- **WHAT THIS TASK INVOLVES**: From first line to last, write out the data precisely as shown.

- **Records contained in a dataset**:
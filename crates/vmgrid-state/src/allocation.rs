//! Unique id registries: VXLAN ids, MAC addresses and console ports.
//!
//! Each id is claimed by a create-if-absent on its own key; losing the
//! race just means trying the next candidate. Records name their owner so
//! a release on behalf of one object can never free an id that has since
//! been handed to another.

use std::net::TcpListener;

use rand::Rng;
use serde::{Deserialize, Serialize};
use tracing::{debug, info, warn};

use vmgrid_store::{ObjectKey, StoreExt};

use crate::db::ClusterDb;
use crate::error::{StateError, StateResult};

const VXLAN: &str = "vxlan";
const MACADDRESS: &str = "macaddress";
const CONSOLE: &str = "console";

/// Largest id a 24-bit VXLAN network identifier can carry.
pub const MAX_VXID: u32 = (1 << 24) - 1;

const MAX_PORT_ATTEMPTS: usize = 1000;
const MAX_MAC_ATTEMPTS: usize = 1000;

#[derive(Debug, Clone, Serialize, Deserialize, PartialEq)]
struct VxlanOwner {
    network_uuid: String,
}

#[derive(Debug, Clone, Serialize, Deserialize, PartialEq)]
struct MacOwner {
    interface_uuid: String,
}

#[derive(Debug, Clone, Serialize, Deserialize, PartialEq)]
struct ConsoleOwner {
    instance_uuid: String,
    port: u16,
}

impl ClusterDb {
    // ── VXLAN ids ──────────────────────────────────────────────────

    /// Claim the lowest free VXLAN id for a network.
    pub fn allocate_vxid(&self, network_uuid: &str) -> StateResult<u32> {
        let owner = VxlanOwner {
            network_uuid: network_uuid.to_string(),
        };
        for vxid in 1..=MAX_VXID {
            let key = ObjectKey::new(VXLAN, None, vxid)?;
            if self.store().create_as(&key, &owner, None)? {
                info!(%network_uuid, vxid, "vxid allocated");
                return Ok(vxid);
            }
        }
        Err(StateError::Allocation("vxlan id space exhausted".to_string()))
    }

    /// Free a VXLAN id, but only if `network_uuid` still owns it.
    pub fn release_vxid(&self, vxid: u32, network_uuid: &str) -> StateResult<bool> {
        let name = vxid.to_string();
        match self.read::<VxlanOwner>(VXLAN, None, &name)? {
            Some(owner) if owner.network_uuid == network_uuid => {
                let released = self.remove(VXLAN, None, &name)?;
                debug!(%network_uuid, vxid, "vxid released");
                Ok(released)
            }
            Some(owner) => {
                warn!(%network_uuid, vxid, owner = %owner.network_uuid, "vxid owned by another network, not releasing");
                Ok(false)
            }
            None => Ok(false),
        }
    }

    // ── MAC addresses ──────────────────────────────────────────────

    /// Claim `requested`, or a random locally administered address.
    pub fn allocate_macaddr(&self, interface_uuid: &str, requested: Option<&str>) -> StateResult<String> {
        let owner = MacOwner {
            interface_uuid: interface_uuid.to_string(),
        };
        if let Some(mac) = requested {
            let key = ObjectKey::new(MACADDRESS, None, mac)?;
            if !self.store().create_as(&key, &owner, None)? {
                return Err(StateError::MacAddressInUse(mac.to_string()));
            }
            return Ok(mac.to_string());
        }

        let mut rng = rand::thread_rng();
        for _ in 0..MAX_MAC_ATTEMPTS {
            let mac = random_macaddr(&mut rng);
            let key = ObjectKey::new(MACADDRESS, None, &mac)?;
            if self.store().create_as(&key, &owner, None)? {
                debug!(%interface_uuid, %mac, "mac address allocated");
                return Ok(mac);
            }
        }
        Err(StateError::Allocation("no free mac address found".to_string()))
    }

    pub fn release_macaddr(&self, macaddr: &str, interface_uuid: &str) -> StateResult<bool> {
        match self.read::<MacOwner>(MACADDRESS, None, macaddr)? {
            Some(owner) if owner.interface_uuid == interface_uuid => {
                let released = self.remove(MACADDRESS, None, macaddr)?;
                debug!(%interface_uuid, %macaddr, "mac address released");
                Ok(released)
            }
            _ => Ok(false),
        }
    }

    // ── Console ports ──────────────────────────────────────────────

    /// Claim a TCP port on this node for an instance console.
    ///
    /// The candidate port is bound for real before it is registered, and
    /// stays bound until registration has been attempted, so a process
    /// outside the cluster cannot grab it in between.
    pub fn allocate_console_port(&self, instance_uuid: &str) -> StateResult<u16> {
        let node = self.node_name().to_string();
        let _lock = self.default_lock(CONSOLE, None, &node, "allocate console port")?;

        let consumed: Vec<u16> = self
            .read_all::<ConsoleOwner>(CONSOLE, Some(&node))?
            .into_iter()
            .map(|owner| owner.port)
            .collect();

        let range = self.config().console_ports();
        let mut rng = rand::thread_rng();
        for _ in 0..MAX_PORT_ATTEMPTS {
            let port = rng.gen_range(range.clone());
            if consumed.contains(&port) {
                continue;
            }
            let Ok(socket) = TcpListener::bind(("0.0.0.0", port)) else {
                continue;
            };

            let owner = ConsoleOwner {
                instance_uuid: instance_uuid.to_string(),
                port,
            };
            let key = ObjectKey::new(CONSOLE, Some(&node), port)?;
            let registered = self.store().create_as(&key, &owner, None)?;
            drop(socket);
            if registered {
                debug!(%instance_uuid, %node, port, "console port allocated");
                return Ok(port);
            }
        }
        Err(StateError::Allocation(format!("no free console port on {node}")))
    }

    /// Free a console port on `node`, but only if `instance_uuid` still owns it.
    pub fn free_console_port(&self, node: &str, port: u16, instance_uuid: &str) -> StateResult<bool> {
        let _lock = self.default_lock(CONSOLE, None, node, "free console port")?;
        let name = port.to_string();
        match self.read::<ConsoleOwner>(CONSOLE, Some(node), &name)? {
            Some(owner) if owner.instance_uuid == instance_uuid => {
                let freed = self.remove(CONSOLE, Some(node), &name)?;
                debug!(%instance_uuid, %node, port, "console port freed");
                Ok(freed)
            }
            Some(owner) => {
                warn!(%instance_uuid, %node, port, owner = %owner.instance_uuid, "console port owned by another instance, not freeing");
                Ok(false)
            }
            None => Ok(false),
        }
    }
}

fn random_macaddr(rng: &mut impl Rng) -> String {
    format!(
        "02:00:00:{:02x}:{:02x}:{:02x}",
        rng.r#gen::<u8>(),
        rng.r#gen::<u8>(),
        rng.r#gen::<u8>()
    )
}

- **REPLY**:
filename crates/vmgrid-state/src/allocation.rs
//! Unique id registries: VXLAN ids, MAC addresses and console ports.
//!
//! Each id is claimed by a create-if-absent on its own key; losing the
//! race just means trying the next candidate. Records name their owner so
//! a release on behalf of one object can never free an id that has since
//! been handed to another.

use std::net::TcpListener;

use rand::Rng;
use serde::{Deserialize, Serialize};
use tracing::{debug, info, warn};

use vmgrid_store::{ObjectKey, StoreExt};

use crate::db::ClusterDb;
use crate::error::{StateError, StateResult};

const VXLAN: &str = "vxlan";
const MACADDRESS: &str = "macaddress";
const CONSOLE: &str = "console";

/// Largest id a 24-bit VXLAN network identifier can carry.
pub const MAX_VXID: u32 = (1 << 24) - 1;

const MAX_PORT_ATTEMPTS: usize = 1000;
const MAX_MAC_ATTEMPTS: usize = 1000;

#[derive(Debug, Clone, Serialize, Deserialize, PartialEq)]
struct VxlanOwner {
    network_uuid: String,
}

#[derive(Debug, Clone, Serialize, Deserialize, PartialEq)]
struct MacOwner {
    interface_uuid: String,
}

#[derive(Debug, Clone, Serialize, Deserialize, PartialEq)]
struct ConsoleOwner {
    instance_uuid: String,
    port: u16,
}

impl ClusterDb {
    // ── VXLAN ids ──────────────────────────────────────────────────

    /// Claim the lowest free VXLAN id for a network.
    pub fn allocate_vxid(&self, network_uuid: &str) -> StateResult<u32> {
        let owner = VxlanOwner {
            network_uuid: network_uuid.to_string(),
        };
        for vxid in 1..=MAX_VXID {
            let key = ObjectKey::new(VXLAN, None, vxid)?;
            if self.store().create_as(&key, &owner, None)? {
                info!(%network_uuid, vxid, "vxid allocated");
                return Ok(vxid);
            }
        }
        Err(StateError::Allocation("vxlan id space exhausted".to_string()))
    }

    /// Free a VXLAN id, but only if `network_uuid` still owns it.
    pub fn release_vxid(&self, vxid: u32, network_uuid: &str) -> StateResult<bool> {
        let name = vxid.to_string();
        match self.read::<VxlanOwner>(VXLAN, None, &name)? {
            Some(owner) if owner.network_uuid == network_uuid => {
                let released = self.remove(VXLAN, None, &name)?;
                debug!(%network_uuid, vxid, "vxid released");
                Ok(released)
            }
            Some(owner) => {
                warn!(%network_uuid, vxid, owner = %owner.network_uuid, "vxid owned by another network, not releasing");
                Ok(false)
            }
            None => Ok(false),
        }
    }

    // ── MAC addresses ──────────────────────────────────────────────

    /// Claim `requested`, or a random locally administered address.
    pub fn allocate_macaddr(&self, interface_uuid: &str, requested: Option<&str>) -> StateResult<String> {
        let owner = MacOwner {
            interface_uuid: interface_uuid.to_string(),
        };
        if let Some(mac) = requested {
            let key = ObjectKey::new(MACADDRESS, None, mac)?;
            if !self.store().create_as(&key, &owner, None)? {
                return Err(StateError::MacAddressInUse(mac.to_string()));
            }
            return Ok(mac.to_string());
        }

        let mut rng = rand::thread_rng();
        for _ in 0..MAX_MAC_ATTEMPTS {
            let mac = random_macaddr(&mut rng);
            let key = ObjectKey::new(MACADDRESS, None, &mac)?;
            if self.store().create_as(&key, &owner, None)? {
                debug!(%interface_uuid, %mac, "mac address allocated");
                return Ok(mac);
            }
        }
        Err(StateError::Allocation("no free mac address found".to_string()))
    }

    pub fn release_macaddr(&self, macaddr: &str, interface_uuid: &str) -> StateResult<bool> {
        match self.read::<MacOwner>(MACADDRESS, None, macaddr)? {
            Some(owner) if owner.interface_uuid == interface_uuid => {
                let released = self.remove(MACADDRESS, None, macaddr)?;
                debug!(%interface_uuid, %macaddr, "mac address released");
                Ok(released)
            }
            _ => Ok(false),
        }
    }

    // ── Console ports ──────────────────────────────────────────────

    /// Claim a TCP port on this node for an instance console.
    ///
    /// The candidate port is bound for real before it is registered, and
    /// stays bound until registration has been attempted, so a process
    /// outside the cluster cannot grab it in between.
    pub fn allocate_console_port(&self, instance_uuid: &str) -> StateResult<u16> {
        let node = self.node_name().to_string();
        let _lock = self.default_lock(CONSOLE, None, &node, "allocate console port")?;

        let consumed: Vec<u16> = self
            .read_all::<ConsoleOwner>(CONSOLE, Some(&node))?
            .into_iter()
            .map(|owner| owner.port)
            .collect();

        let range = self.config().console_ports();
        let mut rng = rand::thread_rng();
        for _ in 0..MAX_PORT_ATTEMPTS {
            let port = rng.gen_range(range.clone());
            if consumed.contains(&port) {
                continue;
            }
            let Ok(socket) = TcpListener::bind(("0.0.0.0", port)) else {
                continue;
            };

            let owner = ConsoleOwner {
                instance_uuid: instance_uuid.to_string(),
                port,
            };
            let key = ObjectKey::new(CONSOLE, Some(&node), port)?;
            let registered = self.store().create_as(&key, &owner, None)?;
            drop(socket);
            if registered {
                debug!(%instance_uuid, %node, port, "console port allocated");
                return Ok(port);
            }
        }
        Err(StateError::Allocation(format!("no free console port on {node}")))
    }

    /// Free a console port on `node`, but only if `instance_uuid` still owns it.
    pub fn free_console_port(&self, node: &str, port: u16, instance_uuid: &str) -> StateResult<bool> {
        let _lock = self.default_lock(CONSOLE, None, node, "free console port")?;
        let name = port.to_string();
        match self.read::<ConsoleOwner>(CONSOLE, Some(node), &name)? {
            Some(owner) if owner.instance_uuid == instance_uuid => {
                let freed = self.remove(CONSOLE, Some(node), &name)?;
                debug!(%instance_uuid, %node, port, "console port freed");
                Ok(freed)
            }
            Some(owner) => {
                warn!(%instance_uuid, %node, port, owner = %owner.instance_uuid, "console port owned by another instance, not freeing");
                Ok(false)
            }
            None => Ok(false),
        }
    }
}

fn random_macaddr(rng: &mut impl Rng) -> String {
    format!(
        "02:00:00:{:02x}:{:02x}:{:02x}",
        rng.r#gen::<u8>(),
        rng.r#gen::<u8>(),
        rng.r#gen::<u8>()
    )
}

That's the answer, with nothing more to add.